In today’s age where easy access rules, patience lacks, meaning that team owners and coaches are more likely to opt for repeated quick fixes when it comes to injuries. 

The athletic mentality contains pushing through pain and reaching new limits, yet this core value lends itself better to philosophy than implementation. The healing process, although somewhat tedious, is crucial to a full recovery that ultimately benefits everyone involved. 

Killing pain rather than mending what is broken is a risky gamble to take, as bodies and minds containing cracks eventually crumble under the extreme pressure. 

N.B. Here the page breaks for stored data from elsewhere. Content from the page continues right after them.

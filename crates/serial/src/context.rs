//! Saving and loading contexts.

use std::collections::{HashMap, HashSet};
use std::sync::Arc;

use membuf::{Buffer, CompressionType};
use rtti::{ObjectRef, ResourceKey, ResourcePromiseRef, StringId, TypeRegistry};

use crate::error::{ErrorReporter, NullErrorReporter};

/// Serialization formats the façade dispatches between.
#[derive(Clone, Copy, Debug, PartialEq, Eq)]
pub enum SerializationFormat {
    Binary,
    Xml,
    Json,
}

/// Text pretty-printing switches.
#[derive(Clone, Copy, Debug, Default, PartialEq, Eq)]
pub struct PrintFlags {
    /// Suppress the `<?xml …?>` declaration.
    pub no_header: bool,
    /// Indent nested elements.
    pub indent: bool,
}

/// A buffer that was routed out of the file in extracted-buffers mode.
#[derive(Clone, Debug)]
pub struct ExtractedBuffer {
    pub compressed_data: Buffer,
    pub compression: CompressionType,
    pub uncompressed_size: u64,
    pub uncompressed_crc: u64,
}

/// Everything a save operation needs beyond the object itself.
pub struct ObjectSavingContext {
    pub registry: Arc<TypeRegistry>,
    /// Byte budget for the opcode stream pages; `None` means unbounded.
    pub page_budget: Option<usize>,
    /// Store every buffer inline in the object payload instead of the
    /// buffer table.
    pub inline_all_buffers: bool,
    /// Store table buffers uncompressed.
    pub decompress_buffers: bool,
    /// Route compressed buffers to `extracted_buffers` instead of the file.
    pub extract_buffers: bool,
    pub extracted_buffers: HashMap<u64, ExtractedBuffer>,
    /// Collect the external resource keys the saved graph references.
    pub collect_resources: bool,
    pub extracted_resources: HashSet<ResourceKey>,
    /// Root element name override for text formats.
    pub root_node_name: Option<String>,
    pub print_flags: PrintFlags,
}

impl ObjectSavingContext {
    pub fn new(registry: &Arc<TypeRegistry>) -> ObjectSavingContext {
        ObjectSavingContext {
            registry: Arc::clone(registry),
            page_budget: None,
            inline_all_buffers: false,
            decompress_buffers: false,
            extract_buffers: false,
            extracted_buffers: HashMap::new(),
            collect_resources: false,
            extracted_resources: HashSet::new(),
            root_node_name: None,
            print_flags: PrintFlags::default(),
        }
    }
}

impl Default for ObjectSavingContext {
    fn default() -> Self {
        ObjectSavingContext::new(TypeRegistry::global())
    }
}

/// Placement of one out-of-line buffer inside a serialized file.
#[derive(Clone, Copy, Debug, PartialEq, Eq)]
pub struct BufferPlacement {
    pub offset: u64,
    pub compressed_size: u64,
    pub uncompressed_size: u64,
    pub compression: CompressionType,
}

/// Hands out loaders for buffers that live outside the loaded bytes
/// (separate blob files, pak windows). Consulted before any fallback.
pub trait SerializationBufferFactory: Send + Sync {
    fn create_loader(&self, crc: u64, placement: &BufferPlacement)
        -> Option<membuf::AsyncBufferRef>;
}

/// Everything a load operation needs beyond the bytes.
pub struct ObjectLoadingContext {
    pub registry: Arc<TypeRegistry>,
    pub buffer_factory: Option<Arc<dyn SerializationBufferFactory>>,
    /// Shown in every report; usually the path being loaded.
    pub context_path: String,
    /// When set, the returned root must be of (or derive from) this class.
    pub expected_root_class: Option<StringId>,
    /// When set, only objects of these classes are constructed.
    pub selective_classes: Option<HashSet<StringId>>,
    /// Objects constructed under selective loading.
    pub selective_objects: Vec<ObjectRef>,
    /// Collect promises instead of auto-fulfilling them to null.
    pub collect_promises: bool,
    pub resource_promises: Vec<ResourcePromiseRef>,
    /// Every object whose export carries the root flag.
    pub collected_roots: Vec<ObjectRef>,
    pub reporter: Arc<dyn ErrorReporter>,
    /// When the caller owns the loaded bytes, buffer loaders view into this
    /// storage instead of copying.
    pub owned_buffer: Option<Buffer>,
}

impl ObjectLoadingContext {
    pub fn new(registry: &Arc<TypeRegistry>) -> ObjectLoadingContext {
        ObjectLoadingContext {
            registry: Arc::clone(registry),
            buffer_factory: None,
            context_path: String::new(),
            expected_root_class: None,
            selective_classes: None,
            selective_objects: Vec::new(),
            collect_promises: false,
            resource_promises: Vec::new(),
            collected_roots: Vec::new(),
            reporter: Arc::new(NullErrorReporter),
            owned_buffer: None,
        }
    }
}

impl Default for ObjectLoadingContext {
    fn default() -> Self {
        ObjectLoadingContext::new(TypeRegistry::global())
    }
}
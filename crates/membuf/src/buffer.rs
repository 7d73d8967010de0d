//! Refcounted byte storage.
//!
//! A [`Buffer`] is a window into shared, immutable storage. Sub-buffers
//! share the parent's allocation instead of copying; the allocation is
//! released when the last window referencing it is dropped.

use std::fmt;

use bytes::Bytes;

use crate::checksum::crc64;
use crate::error::BufferError;
use crate::view::BufferView;

/// Shared, immutable byte storage.
#[derive(Clone, Default, PartialEq, Eq)]
pub struct Buffer {
    data: Bytes,
}

impl Buffer {
    /// Empty buffer with no storage attached.
    pub fn new() -> Self {
        Self::default()
    }

    /// Copies `data` into a fresh allocation.
    pub fn from_slice(data: &[u8]) -> Self {
        Buffer {
            data: Bytes::copy_from_slice(data),
        }
    }

    /// Takes ownership of `data` without copying.
    pub fn from_vec(data: Vec<u8>) -> Self {
        Buffer { data: data.into() }
    }

    /// Wraps storage owned elsewhere; the backing memory is released when
    /// the last clone drops.
    pub fn from_bytes(data: Bytes) -> Self {
        Buffer { data }
    }

    pub fn len(&self) -> usize {
        self.data.len()
    }

    pub fn is_empty(&self) -> bool {
        self.data.is_empty()
    }

    pub fn data(&self) -> &[u8] {
        &self.data
    }

    pub fn as_bytes(&self) -> &Bytes {
        &self.data
    }

    /// Non-owning view of the buffer contents.
    pub fn view(&self) -> BufferView<'_> {
        BufferView::new(&self.data)
    }

    /// New buffer sharing this buffer's storage, windowed to
    /// `[offset, offset+size)`. No bytes are copied.
    pub fn create_sub_buffer(&self, offset: usize, size: usize) -> Result<Buffer, BufferError> {
        if offset.checked_add(size).map_or(true, |end| end > self.data.len()) {
            return Err(BufferError::OutOfBounds {
                offset: offset as u64,
                size: size as u64,
                len: self.data.len() as u64,
            });
        }
        Ok(Buffer {
            data: self.data.slice(offset..offset + size),
        })
    }

    /// Shrinks the reported size. The storage itself is untouched; growing
    /// is not allowed.
    pub fn adjust_size(&mut self, new_size: usize) -> Result<(), BufferError> {
        if new_size > self.data.len() {
            return Err(BufferError::OutOfBounds {
                offset: 0,
                size: new_size as u64,
                len: self.data.len() as u64,
            });
        }
        self.data.truncate(new_size);
        Ok(())
    }

    /// CRC-64 of the buffer contents, the wire identity used for buffer
    /// deduplication.
    pub fn crc64(&self) -> u64 {
        crc64(&self.data)
    }
}

impl fmt::Debug for Buffer {
    fn fmt(&self, f: &mut fmt::Formatter<'_>) -> fmt::Result {
        write!(f, "Buffer({} bytes)", self.data.len())
    }
}

impl AsRef<[u8]> for Buffer {
    fn as_ref(&self) -> &[u8] {
        &self.data
    }
}

impl From<&[u8]> for Buffer {
    fn from(data: &[u8]) -> Self {
        Buffer::from_slice(data)
    }
}

impl From<Vec<u8>> for Buffer {
    fn from(data: Vec<u8>) -> Self {
        Buffer::from_vec(data)
    }
}

impl From<Bytes> for Buffer {
    fn from(data: Bytes) -> Self {
        Buffer::from_bytes(data)
    }
}

#[cfg(test)]
mod tests {
    use super::*;

    #[test]
    fn test_sub_buffer_shares_storage() {
        let buf = Buffer::from_slice(b"hello world");
        let sub = buf.create_sub_buffer(6, 5).unwrap();
        assert_eq!(sub.data(), b"world");
        // same allocation, different window
        assert_eq!(buf.data()[6..].as_ptr(), sub.data().as_ptr());
    }

    #[test]
    fn test_sub_buffer_out_of_bounds() {
        let buf = Buffer::from_slice(b"abc");
        assert!(buf.create_sub_buffer(2, 2).is_err());
        assert!(buf.create_sub_buffer(4, 0).is_err());
    }

    #[test]
    fn test_adjust_size_shrinks_only() {
        let mut buf = Buffer::from_slice(b"abcdef");
        buf.adjust_size(3).unwrap();
        assert_eq!(buf.data(), b"abc");
        assert!(buf.adjust_size(6).is_err());
    }

    #[test]
    fn test_equality_by_content() {
        let a = Buffer::from_slice(b"abc");
        let b = Buffer::from_vec(b"abc".to_vec());
        let c = Buffer::from_slice(b"abd");
        assert_eq!(a, b);
        assert_ne!(a, c);
    }

    #[test]
    fn test_nested_sub_buffer() {
        let buf = Buffer::from_slice(b"0123456789");
        let sub = buf.create_sub_buffer(2, 6).unwrap();
        let subsub = sub.create_sub_buffer(1, 3).unwrap();
        assert_eq!(subsub.data(), b"345");
    }
}
//! Binary save pipeline.
//!
//! Collection walks the strong-reference closure breadth-first, producing
//! one opcode stream per object plus the shared reference sets. The table
//! builder then assigns indices in first-seen order, payloads are packed
//! back to back, buffers are appended (or extracted) and the header is
//! written a second time with the final offsets.

use std::collections::{HashMap, HashSet, VecDeque};
use std::sync::Arc;

use membuf::{Buffer, CompressionType};
use rtti::{ObjectRef, ResourceKey, StringId};
use tracing::debug;

use crate::context::{ExtractedBuffer, ObjectSavingContext};
use crate::error::SerialError;
use crate::packer::{pack_stream, MappedReferences};
use crate::stream::{OpcodeStream, PagePool};
use crate::tables::{
    BufferRow, ChunkInfo, ChunkType, ExportRow, FileHeader, ImportRow, PropertyRow, EXPORT_FLAG_ROOT,
    FILE_MAGIC, FILE_VERSION_CURRENT, FLAG_EXTRACTED_BUFFERS, HEADER_SIZE,
};
use crate::writer::{
    write_object_payload, PropertyKey, SerializationWriter, WriterReferences,
};

struct SerializedObject {
    object: ObjectRef,
    stream: OpcodeStream,
    root: bool,
}

/// Walks the strong closure from `root`, serializing every object into its
/// own opcode stream. Discovery order is the export order.
fn collect_objects(
    ctx: &ObjectSavingContext,
    root: &ObjectRef,
    references: &mut WriterReferences,
) -> Result<Vec<SerializedObject>, SerialError> {
    let mut objects: Vec<SerializedObject> = Vec::new();
    let mut visited: HashSet<u64> = HashSet::new();
    let mut queue: VecDeque<ObjectRef> = VecDeque::new();

    let root_id = root.read().expect("object lock poisoned").id();
    visited.insert(root_id);
    queue.push_back(Arc::clone(root));

    while let Some(object) = queue.pop_front() {
        let mut stream = OpcodeStream::new(PagePool::new(ctx.page_budget));
        let buffer_compression = if ctx.decompress_buffers {
            CompressionType::None
        } else {
            CompressionType::Lz4
        };
        let strong_refs = {
            let mut writer = SerializationWriter::new(
                &mut stream,
                references,
                ctx.inline_all_buffers,
                buffer_compression,
            );
            write_object_payload(&mut writer, &object)?;
            writer.take_strong_refs()
        };

        for target in strong_refs {
            let id = target.read().expect("object lock poisoned").id();
            if visited.insert(id) {
                queue.push_back(target);
            }
        }

        let root_flag = objects.is_empty();
        objects.push(SerializedObject {
            object,
            stream,
            root: root_flag,
        });
    }

    debug!(objects = objects.len(), "collected strong closure");
    Ok(objects)
}

/// Index-assigning builder for the seven file chunks.
#[derive(Default)]
struct FileTablesBuilder {
    strings: Vec<u8>,
    string_offsets: HashMap<StringId, u32>,
    names: Vec<u32>,
    name_index: HashMap<StringId, u16>,
    types: Vec<u16>,
    type_index: HashMap<StringId, u16>,
    properties: Vec<PropertyRow>,
    property_index: HashMap<PropertyKey, u16>,
    imports: Vec<ImportRow>,
    exports: Vec<ExportRow>,
    buffers: Vec<BufferRow>,
    buffer_data: Vec<Buffer>,
}

impl FileTablesBuilder {
    fn new() -> FileTablesBuilder {
        let mut builder = FileTablesBuilder::default();
        // reserved rows: name 0 is the empty string, type 0 is "no type",
        // property 0 is the compound terminator
        builder.strings.push(0);
        builder.string_offsets.insert(StringId::EMPTY, 0);
        builder.names.push(0);
        builder.name_index.insert(StringId::EMPTY, 0);
        builder.types.push(0);
        builder.type_index.insert(StringId::EMPTY, 0);
        builder.properties.push(PropertyRow::default());
        builder
    }

    fn map_string(&mut self, id: StringId) -> u32 {
        if let Some(&offset) = self.string_offsets.get(&id) {
            return offset;
        }
        let offset = self.strings.len() as u32;
        self.strings.extend_from_slice(id.as_str().as_bytes());
        self.strings.push(0);
        self.string_offsets.insert(id, offset);
        offset
    }

    fn map_name(&mut self, id: StringId) -> Result<u16, SerialError> {
        if let Some(&index) = self.name_index.get(&id) {
            return Ok(index);
        }
        let index = checked_index(self.names.len(), "names")?;
        let offset = self.map_string(id);
        self.names.push(offset);
        self.name_index.insert(id, index);
        Ok(index)
    }

    fn map_type(&mut self, type_name: StringId) -> Result<u16, SerialError> {
        if let Some(&index) = self.type_index.get(&type_name) {
            return Ok(index);
        }
        let index = checked_index(self.types.len(), "types")?;
        let name = self.map_name(type_name)?;
        self.types.push(name);
        self.type_index.insert(type_name, index);
        Ok(index)
    }

    fn map_property(&mut self, key: PropertyKey) -> Result<u16, SerialError> {
        if let Some(&index) = self.property_index.get(&key) {
            return Ok(index);
        }
        let index = checked_index(self.properties.len(), "properties")?;
        let row = PropertyRow {
            class_type: self.map_type(key.class)?,
            name: self.map_name(key.name)?,
            type_index: self.map_type(key.type_name)?,
        };
        self.properties.push(row);
        self.property_index.insert(key, index);
        Ok(index)
    }

    /// 1-based; 0 stays the null resource encoding.
    fn map_import(&mut self, key: ResourceKey) -> Result<u32, SerialError> {
        let row = ImportRow {
            class_type: self.map_type(key.class)?,
            guid: *key.id.as_bytes(),
        };
        self.imports.push(row);
        Ok(self.imports.len() as u32)
    }

    /// Renders the header plus all chunk bytes. Called twice: first to
    /// reserve the region, then again with the final offsets and row
    /// contents once payloads and buffers are in place.
    fn render(&self, flags: u32, objects_end: u32, buffers_end: u32) -> Vec<u8> {
        let mut chunks: [(ChunkInfo, Vec<u8>); 7] = Default::default();

        chunks[ChunkType::Strings as usize].1 = self.strings.clone();
        for offset in &self.names {
            chunks[ChunkType::Names as usize]
                .1
                .extend_from_slice(&offset.to_le_bytes());
        }
        for name in &self.types {
            chunks[ChunkType::Types as usize]
                .1
                .extend_from_slice(&name.to_le_bytes());
        }
        for row in &self.properties {
            let out = &mut chunks[ChunkType::Properties as usize].1;
            out.extend_from_slice(&row.class_type.to_le_bytes());
            out.extend_from_slice(&row.name.to_le_bytes());
            out.extend_from_slice(&row.type_index.to_le_bytes());
        }
        for row in &self.imports {
            let out = &mut chunks[ChunkType::Imports as usize].1;
            out.extend_from_slice(&row.class_type.to_le_bytes());
            out.extend_from_slice(&row.guid);
        }
        for row in &self.exports {
            let out = &mut chunks[ChunkType::Exports as usize].1;
            out.extend_from_slice(&row.class_type.to_le_bytes());
            out.extend_from_slice(&row.flags.to_le_bytes());
            out.extend_from_slice(&row.data_offset.to_le_bytes());
            out.extend_from_slice(&row.data_size.to_le_bytes());
            out.extend_from_slice(&row.crc.to_le_bytes());
        }
        for row in &self.buffers {
            let out = &mut chunks[ChunkType::Buffers as usize].1;
            out.extend_from_slice(&row.crc.to_le_bytes());
            out.push(row.compression);
            out.extend_from_slice(&row.compressed_size.to_le_bytes());
            out.extend_from_slice(&row.uncompressed_size.to_le_bytes());
            out.extend_from_slice(&row.data_offset.to_le_bytes());
        }

        let mut header = FileHeader {
            magic: FILE_MAGIC,
            version: FILE_VERSION_CURRENT,
            flags,
            headers_end: 0,
            objects_end,
            buffers_end,
            ..FileHeader::default()
        };

        let mut offset = HEADER_SIZE as u32;
        for (chunk_type, (info, bytes)) in ChunkType::ALL.iter().zip(chunks.iter_mut()) {
            info.offset = offset;
            info.count = match chunk_type {
                ChunkType::Strings => bytes.len() as u32,
                other => (bytes.len() / other.row_size()) as u32,
            };
            info.crc = crc32c::crc32c(bytes);
            header.chunks[*chunk_type as usize] = *info;
            offset += bytes.len() as u32;
        }
        header.headers_end = offset;

        let mut out = Vec::with_capacity(offset as usize);
        header.write_to(&mut out);
        for (_, bytes) in &chunks {
            out.extend_from_slice(bytes);
        }
        out
    }
}

fn checked_index(len: usize, what: &'static str) -> Result<u16, SerialError> {
    u16::try_from(len).map_err(|_| SerialError::TableOverflow {
        what,
        limit: u16::MAX as u32,
    })
}

fn header_flags(ctx: &ObjectSavingContext) -> u32 {
    if ctx.extract_buffers {
        FLAG_EXTRACTED_BUFFERS
    } else {
        0
    }
}

/// Serializes `root` and its strong closure into the binary file format.
pub fn save_binary(
    ctx: &mut ObjectSavingContext,
    root: &ObjectRef,
) -> Result<Vec<u8>, SerialError> {
    let mut references = WriterReferences::new();
    let objects = collect_objects(ctx, root, &mut references)?;

    // assign table indices in first-seen order
    let mut builder = FileTablesBuilder::new();
    let mut mapped = MappedReferences::default();

    for &name in references.string_ids.items() {
        let index = builder.map_name(name)?;
        mapped.names.insert(name, u32::from(index));
    }
    for &type_name in references.types.items() {
        let index = builder.map_type(type_name)?;
        mapped.types.insert(type_name, u32::from(index));
    }
    for &key in references.properties.items() {
        let index = builder.map_property(key)?;
        mapped.properties.insert(key, u32::from(index));
    }
    for &key in references.resources.items() {
        let index = builder.map_import(key)?;
        mapped.imports.insert(key, index);
    }

    for (position, serialized) in objects.iter().enumerate() {
        let guard = serialized.object.read().expect("object lock poisoned");
        let class_type = builder.map_type(guard.class().name)?;
        builder.exports.push(ExportRow {
            class_type,
            flags: if serialized.root { EXPORT_FLAG_ROOT } else { 0 },
            ..ExportRow::default()
        });
        mapped.objects.insert(guard.id(), position as u32 + 1);
    }

    // buffers dedupe on content identity and sort by CRC so placement
    // lookups can binary-search
    let mut loaders = references.async_buffers().to_vec();
    loaders.sort_by_key(|loader| loader.crc());
    let mut seen = HashSet::new();
    for loader in loaders {
        if !seen.insert(loader.crc()) {
            continue;
        }
        let (compressed, compression) = loader.extract()?;
        builder.buffers.push(BufferRow {
            crc: loader.crc(),
            compression: compression as u8,
            compressed_size: compressed.len() as u32,
            uncompressed_size: loader.size(),
            data_offset: 0,
        });
        builder.buffer_data.push(compressed);
    }

    // pass one: reserve the header + chunk region
    let flags = header_flags(ctx);
    let mut out = builder.render(flags, 0, 0);
    let header_len = out.len();

    // object payloads, back to back
    for (position, serialized) in objects.iter().enumerate() {
        let payload = pack_stream(&serialized.stream, &mapped)?;
        let row = &mut builder.exports[position];
        row.data_offset = out.len() as u32;
        row.data_size = payload.len() as u32;
        row.crc = crc32c::crc32c(&payload);
        out.extend_from_slice(&payload);
    }
    let objects_end = out.len() as u32;

    // buffer region, or the extraction map
    for (position, data) in builder.buffer_data.iter().enumerate() {
        let row = &mut builder.buffers[position];
        if ctx.extract_buffers {
            ctx.extracted_buffers.insert(
                row.crc,
                ExtractedBuffer {
                    compressed_data: data.clone(),
                    compression: CompressionType::from_u8(row.compression)
                        .expect("compression recorded from enum"),
                    uncompressed_size: row.uncompressed_size,
                    uncompressed_crc: row.crc,
                },
            );
        } else {
            row.data_offset = out.len() as u32;
            out.extend_from_slice(data.data());
        }
    }
    let buffers_end = out.len() as u32;

    if ctx.collect_resources {
        for &key in references.resources.items() {
            ctx.extracted_resources.insert(key);
        }
    }

    // pass two: final header with real offsets, counts and checksums
    let final_header = builder.render(flags, objects_end, buffers_end);
    debug_assert_eq!(final_header.len(), header_len);
    out[..header_len].copy_from_slice(&final_header);

    debug!(
        bytes = out.len(),
        objects = builder.exports.len(),
        buffers = builder.buffers.len(),
        "binary save complete"
    );
    Ok(out)
}
//! Reference-counting pre-pass for text serialization.
//!
//! The tree formats need to know, before emitting anything, which objects
//! are referenced more than once: those get an integer id at their first
//! (strong) appearance and `refId` back-references afterwards. This writer
//! implementation renders nothing; it only walks the graph and counts.

use std::collections::HashMap;
use std::sync::Arc;

use rtti::{ObjectRef, ResourceKey, ResourceRefValue};
use tracing::warn;

use crate::text::writer::{write_object_body, TextValueWriter};

#[derive(Clone, Copy, Debug, Default)]
pub struct MappedObjectInfo {
    pub strong_refs: u32,
    pub weak_refs: u32,
    /// Assigned once an object needs to be addressable; first id is 1.
    pub index: Option<u32>,
}

/// Result of the mapping pass, consumed by the rendering writers.
#[derive(Default)]
pub struct TextObjectMap {
    pub objects: HashMap<u64, MappedObjectInfo>,
    /// Objects kept alive for the rendering pass.
    pub references: Vec<ObjectRef>,
    /// External resource keys the graph mentions.
    pub resources: Vec<ResourceKey>,
}

impl TextObjectMap {
    pub fn info(&self, object_id: u64) -> Option<&MappedObjectInfo> {
        self.objects.get(&object_id)
    }
}

pub struct TextObjectMapper {
    map: TextObjectMap,
    next_index: u32,
}

impl TextObjectMapper {
    pub fn new() -> TextObjectMapper {
        TextObjectMapper {
            map: TextObjectMap::default(),
            next_index: 1,
        }
    }

    pub fn finish(self) -> TextObjectMap {
        self.map
    }
}

impl Default for TextObjectMapper {
    fn default() -> Self {
        TextObjectMapper::new()
    }
}

impl TextValueWriter for TextObjectMapper {
    fn begin_array_element(&mut self) {}
    fn end_array_element(&mut self) {}
    fn begin_struct_element(&mut self, _name: &str) {}
    fn end_struct_element(&mut self) {}
    fn write_value_text(&mut self, _text: &str) {}
    fn write_value_bytes(&mut self, _data: &[u8]) {}

    fn write_value_object(&mut self, object: Option<&ObjectRef>, strong: bool) {
        let Some(object) = object else {
            return;
        };
        let id = object.read().expect("object lock poisoned").id();

        let known = self.map.objects.contains_key(&id);
        let info = self.map.objects.entry(id).or_default();
        if strong {
            info.strong_refs += 1;
        } else {
            info.weak_refs += 1;
        }
        // addressable = defined once and referenced again
        if info.strong_refs > 0
            && info.strong_refs + info.weak_refs > 1
            && info.index.is_none()
        {
            info.index = Some(self.next_index);
            self.next_index += 1;
        }

        if !known {
            self.map.references.push(Arc::clone(object));
            if let Err(error) = write_object_body(self, object) {
                warn!(%error, "mapping pass failed to walk object");
            }
        }
    }

    fn write_value_resource(&mut self, resource: &ResourceRefValue) {
        match resource {
            ResourceRefValue::Inlined(object) => {
                self.write_value_object(Some(object), true);
            }
            ResourceRefValue::External { key, .. } => {
                self.map.resources.push(*key);
            }
            ResourceRefValue::None => {}
        }
    }
}

#[cfg(test)]
mod tests {
    use super::*;
    use crate::text::writer::write_value_text;
    use rtti::{ClassDef, Object, PropertyDef, SimpleKind, StringId, TypeDef, Value};

    fn node_class() -> Arc<ClassDef> {
        ClassDef::build("test.MapperNode")
            .prop(PropertyDef::new("value", TypeDef::Simple(SimpleKind::I32)))
            .prop(PropertyDef::new(
                "children",
                TypeDef::array_of(TypeDef::StrongHandle(StringId::intern("test.MapperNode"))),
            ))
            .finish()
    }

    #[test]
    fn test_single_reference_gets_no_id() {
        let cls = node_class();
        let root = Object::create(&cls).unwrap();

        let mut mapper = TextObjectMapper::new();
        mapper.write_value_object(Some(&root), true);
        let map = mapper.finish();

        let root_id = root.read().unwrap().id();
        assert_eq!(map.info(root_id).unwrap().index, None);
    }

    #[test]
    fn test_shared_object_gets_id_one() {
        let cls = node_class();
        let root = Object::create(&cls).unwrap();
        let shared = Object::create(&cls).unwrap();
        shared.write().unwrap().set("value", Value::I32(42)).unwrap();
        root.write()
            .unwrap()
            .set(
                "children",
                Value::Array(vec![Value::object(&shared), Value::object(&shared)]),
            )
            .unwrap();

        let ty = TypeDef::StrongHandle(StringId::intern("test.MapperNode"));
        let mut mapper = TextObjectMapper::new();
        write_value_text(&mut mapper, &ty, &Value::object(&root)).unwrap();
        let map = mapper.finish();

        let shared_id = shared.read().unwrap().id();
        let info = map.info(shared_id).unwrap();
        assert_eq!(info.strong_refs, 2);
        assert_eq!(info.index, Some(1));

        let root_info = map.info(root.read().unwrap().id()).unwrap();
        assert_eq!(root_info.index, None);
    }
}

Athletic leagues calculate these gambles and attempt to plan accordingly, hiring outside sources to watch high risk players. In the event that these athletes run away from their professional babysitters and misbehave, teams toss them aside — putting image and profit before humanity. 

According to USA Today, the opioid epidemic in America is at an all-time high, with citizens more likely to die of an overdose than a car crash. It’s no surprise that these highly addictive substances have forced their way into professional athletics, with players popping pills on a weekly basis as part of their training routines.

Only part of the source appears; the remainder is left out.